While summing up duties as systems operations bureau director for the State of Iowa, alum keeps university collaboration top priority
This month, Sandra Larson (B.S. CE’88) will retire from her position as the Iowa Department of Transportation’s (DOT) Systems Operations Bureau Director. She has spent 29 years managing the smooth facilitation of day-to-day traffic on state roads. She has also fostered strong partnerships between the Iowa DOT and Iowa State University.
Larson doesn’t hesitate when asked whether it is difficult to leave the DOT.
“Of course it is,” she said. “I found a home in civil engineering, and that home has been here.”
Larson began working for the Iowa DOT in 1988. She has taken on a variety of responsibilities, including roles as bridge designer, resident construction engineer for Ames and three different bureau director positions. Throughout her career, the team environment at the DOT has been a constant.
“It was here long before I was here,” she said of the collaborative attitude. “I have enjoyed that atmosphere, and it will be here long after I leave.”
Larson has kept ties with Iowa State University (ISU) as well. She first graduated from ISU in 1975 with a degree in biology. She returned to the university later and, in 1988, earned a degree in civil engineering. She has collaborated on research with numerous ISU Civil, Construction and Environmental Engineering (ISU CCEE) faculty members and Institute for Transportation research teams. She plans to continue her collaborative partnership with the university, including maintaining her seat on the ISU Civil Engineering External Advisory Council.

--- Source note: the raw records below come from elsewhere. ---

//! Static spell catalog.
//!
//! The catalog is pure data: every castable spell, its mana cost, and a
//! structured description of what it does. Each spell is either purely
//! instantaneous (resolved once on cast) or purely lasting (resolved at the
//! upkeep of every turn it is active, starting with the turn it is cast).
//! Lookup is a const match, so an unknown spell is a compile-time concern
//! rather than a runtime one.

// ============================================================================
// Spell Identifiers
// ============================================================================

/// Closed set of castable spells.
#[derive(
    Clone,
    Copy,
    Debug,
    PartialEq,
    Eq,
    Hash,
    strum::Display,
    strum::EnumString,
    strum::AsRefStr,
)]
#[cfg_attr(feature = "serde", derive(serde::Serialize, serde::Deserialize))]
#[strum(serialize_all = "snake_case", ascii_case_insensitive)]
pub enum Spell {
    /// Cheap instant damage.
    MagicMissile,
    /// Instant damage that also heals the caster.
    Drain,
    /// Lasting armor bonus.
    Shield,
    /// Lasting damage over time.
    Poison,
    /// Lasting mana regeneration.
    Recharge,
}

impl Spell {
    /// Every spell in the catalog, in casting-menu order.
    pub const ALL: [Spell; 5] = [
        Spell::MagicMissile,
        Spell::Drain,
        Spell::Shield,
        Spell::Poison,
        Spell::Recharge,
    ];

    /// Looks up the static specification for this spell.
    pub const fn spec(self) -> &'static SpellSpec {
        match self {
            Spell::MagicMissile => &MAGIC_MISSILE,
            Spell::Drain => &DRAIN,
            Spell::Shield => &SHIELD,
            Spell::Poison => &POISON,
            Spell::Recharge => &RECHARGE,
        }
    }
}

// ============================================================================
// Spell Specifications
// ============================================================================

/// Cost and effect of a single spell.
#[derive(Clone, Copy, Debug, PartialEq, Eq)]
#[cfg_attr(feature = "serde", derive(serde::Serialize, serde::Deserialize))]
pub struct SpellSpec {
    /// Mana cost, paid on cast.
    pub cost: u32,
    pub effect: SpellEffect,
}

/// What a spell does once its cost is paid.
#[derive(Clone, Copy, Debug, PartialEq, Eq)]
#[cfg_attr(feature = "serde", derive(serde::Serialize, serde::Deserialize))]
pub enum SpellEffect {
    /// Resolved once, immediately on cast.
    Instant {
        /// Damage dealt to the boss.
        damage: i32,
        /// Hit points restored to the player.
        healing: i32,
        /// Mana restored to the player.
        mana: u32,
    },
    /// Registered as an active effect and resolved once per upkeep while
    /// active, including the upkeep of the turn it is cast.
    Lasting {
        /// Number of turns the effect stays active.
        turns: u8,
        tick: LastingTick,
    },
}

/// Per-upkeep resolution of a lasting effect.
#[derive(Clone, Copy, Debug, PartialEq, Eq)]
#[cfg_attr(feature = "serde", derive(serde::Serialize, serde::Deserialize))]
pub enum LastingTick {
    /// Damage dealt to the boss each upkeep.
    Damage(i32),
    /// Mana restored to the player each upkeep.
    Mana(u32),
    /// Armor granted while the effect is active. Not applied as a delta;
    /// the boss attack computation reads it from the active set.
    Armor(i32),
}

const MAGIC_MISSILE: SpellSpec = SpellSpec {
    cost: 53,
    effect: SpellEffect::Instant {
        damage: 4,
        healing: 0,
        mana: 0,
    },
};

const DRAIN: SpellSpec = SpellSpec {
    cost: 73,
    effect: SpellEffect::Instant {
        damage: 2,
        healing: 2,
        mana: 0,
    },
};

const SHIELD: SpellSpec = SpellSpec {
    cost: 113,
    effect: SpellEffect::Lasting {
        turns: 6,
        tick: LastingTick::Armor(7),
    },
};

const POISON: SpellSpec = SpellSpec {
    cost: 173,
    effect: SpellEffect::Lasting {
        turns: 6,
        tick: LastingTick::Damage(3),
    },
};

const RECHARGE: SpellSpec = SpellSpec {
    cost: 229,
    effect: SpellEffect::Lasting {
        turns: 5,
        tick: LastingTick::Mana(101),
    },
};
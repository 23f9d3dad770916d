//! End-to-end search scenarios.

use game_core::{Boss, GameState, Mode, Player};
use solver::{DepthSchedule, Solver, SolverError};

fn opening(player: Player, boss: Boss) -> GameState {
    GameState::opening(player, boss)
}

#[test]
fn poison_then_magic_missile_beats_the_weak_boss() {
    let report = Solver::default()
        .minimal_mana_to_win(&opening(
            Player::new(10, 250, Mode::Normal),
            Boss::new(13, 8),
        ))
        .unwrap();

    // poison (173) + magic missile (53); nothing cheaper wins.
    assert_eq!(report.mana_spent, 226);
    assert_eq!(report.final_pass.depth_truncated, 0);
}

#[test]
fn the_tougher_boss_needs_a_five_spell_line() {
    let report = Solver::default()
        .minimal_mana_to_win(&opening(
            Player::new(10, 250, Mode::Normal),
            Boss::new(14, 8),
        ))
        .unwrap();

    // recharge, shield, drain, poison, magic missile.
    assert_eq!(report.mana_spent, 641);
    assert_eq!(report.final_pass.depth_truncated, 0);
}

#[test]
fn hard_mode_costs_no_less_than_normal_mode() {
    let boss = Boss::new(13, 8);
    let solver = Solver::default();

    let normal = solver
        .minimal_mana_to_win(&opening(Player::standard(Mode::Normal), boss))
        .unwrap();
    let hard = solver
        .minimal_mana_to_win(&opening(Player::standard(Mode::Hard), boss))
        .unwrap();

    // With the full 50 hit-point pool the player survives long enough to
    // win on four magic missiles; the hard-mode tax only ever hurts the
    // player, so it can never make a line cheaper.
    assert_eq!(normal.mana_spent, 4 * 53);
    assert!(hard.mana_spent >= normal.mana_spent);
    assert_eq!(hard.mana_spent, 4 * 53);
}

#[test]
fn an_unbeatable_boss_is_reported_not_looped_on() {
    let result = Solver::default().minimal_mana_to_win(&opening(
        Player::new(10, 250, Mode::Normal),
        Boss::new(10_000, 30),
    ));

    assert!(matches!(result, Err(SolverError::NoWinningLine)));
}

#[test]
fn a_tight_initial_bound_is_relaxed_until_the_search_is_exhaustive() {
    let solver = Solver::new(DepthSchedule {
        initial: 1,
        probe_step: 1,
        bounded_step: 2,
    });
    let report = solver
        .minimal_mana_to_win(&opening(
            Player::new(10, 250, Mode::Normal),
            Boss::new(13, 8),
        ))
        .unwrap();

    assert_eq!(report.mana_spent, 226);
    assert!(report.passes > 1);
    // The winning line is five turns long; the proving pass must have been
    // allowed at least that deep.
    assert!(report.depth_limit >= 5);
    assert_eq!(report.final_pass.depth_truncated, 0);
}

The list of accomplishments pinned to Larson’s work is long. The Transportation Research Board (TRB) recently recognized Larson with the Roy W. Crum Distinguished Service Award for “outstanding research in the field of transportation engineering.” She has held leadership positions on committees for TRB and AASHTO (the American Association of State Highway and Transportation Officials) and has served on countless panels and task forces. Just recently, Larson and ISU researchers embarked on the second phase of the Strategic Highway Research Program. In this part of the program, researchers will tackle the challenge of forming traffic models that can accurately predict the success of various safety measures.
Drawing from her own experience, Larson encourages engineers—especially young engineers—to explore the vast opportunities that their field offers.
“If you enjoy a challenge and the problem solving that comes with that, there’s so many different types of engineering,” she said. “It seems like there’s a type of engineering for everyone, if you like math and science.”
Larson’s last day at the Iowa DOT is June 29.